In a startling declaration, Mayor Reyes told the El Paso Times that
local authorities knew that a major, violent confrontation between
rival cartels was imminent early this year. Reyes said the local
government even knew the date when the violence would commence and
passed the tip on to federal authorities. According to Reyes'
account, the information was available nearly three months before a
government operation to contain the violence was announced. Even
though narco-violence has long been a stark feature of Ciudad Juarez,
the level of violence witnessed in 2008 is unprecedented.
Additionally, new manifestations of violence that never existed
before in Ciudad Juarez have surrounded the implementation of the
military operation. For instance, a dozen businesses have been
torched by presumed cartel elements in recent days. On the Internet,
rival drug organizations wage a cyber-war complete with threatening
videos and insulting messages. In another development heretofore
unseen on the border, individuals have started hanging execution
lists and "narco-banners" from public monuments and overpasses.
Postings are even seemingly timed to coincide with rush hour and
maximum exposure. In the 21st Century battle for the Ciudad Juarez
drug "plaza," a psychological war increasingly accompanies the
physical one.

Sources: Frontera NorteSur: 06/18; Norte: 06/16; El Paso Times:
06/15; La Jornada: 06/13,16; El Diario de Juarez: 06/09, 12, 14, 15,
16, 17; 06/03, 11, 14, 16; El Universal: 06/12, 13, 16; 06/09; Frontera/SUN: 06/06


Mexico threw open the doors to its judicial system allowing
U.S.-style public trials and creating a presumption of innocence.
Under the long-awaited constitutional amendment signed by President
Felipe Calderon, guilt or innocence will no longer be decided behind
closed doors by a judge relying on written evidence. Prosecutors and
defense lawyers will now argue their cases in court, and judges must
explain their decisions to defendants. "This is perhaps the most
important reform to the criminal system that Mexicans have had in a
long time," Calderon said after signing the amendment.

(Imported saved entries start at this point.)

//! # formworks-submit
//!
//! The submission side of a form's life: walking a persisted document,
//! rendering each field as an interactive input, collecting committed
//! values into a value map, and validating the map against the registry
//! before the submission leaves the page.

pub mod session;

pub use session::SubmitSession;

Mexico now faces the long, tedious task of implementing the changes,
which must be in place by 2016 according to the law. That includes
training thousands of lawyers and judges across the country on the
logistics of holding a trial. Even courthouses must be modified to
make room for Mexicans who will be able to attend trials for the
first time. It will likely take even longer to change the culture
surrounding treatment of the accused in Mexico, where suspects are
routinely paraded before cameras - sometimes holding weapons they are
accused of using in crimes - even before they have been charged. "Now
we can offer citizens a more transparent judicial system that
respects human rights and protects your rights with more speed and
efficiency," Calderon said.

All trials will be open unless a judge decides a case must be closed
because of national security reasons or to protect a witness or a
minor. Analyst George Grayson said the amendment brings the judicial
system into the 21st century. "This is long overdue," said Grayson, a
Mexico expert at the College of William & Mary in Virginia. "It was a
medieval system." Such a reform had been in the works for more than a
decade, but the two previous presidents had been unable to get it
through Congress. At least 17 of Mexico's 31 states had to approve
the constitutional amendment. Calderon said the reform will also
boost his fight against organized crime.

Prosecutors can now hold organized crime suspects without charge for
up to 80 days, and properties seized by law enforcement will
automatically belong to the state unless the accused proves they were
acquired through legal means. Before, criminals could fight in court
for their properties to be returned even if they were illicit. This
will allow police to hit with "more weight the operative and
financial structures of organized crime."

Law enforcement, however, lost its fight for the right to search
homes without a warrant if police believe a crime is being committed
inside. That clause was dropped after human rights groups protested.
Prosecutors said such searches are necessary in cases where urgent
action is needed to free kidnap victims. Instead the law creates a
new class of judges who can rule more quickly on warrant requests.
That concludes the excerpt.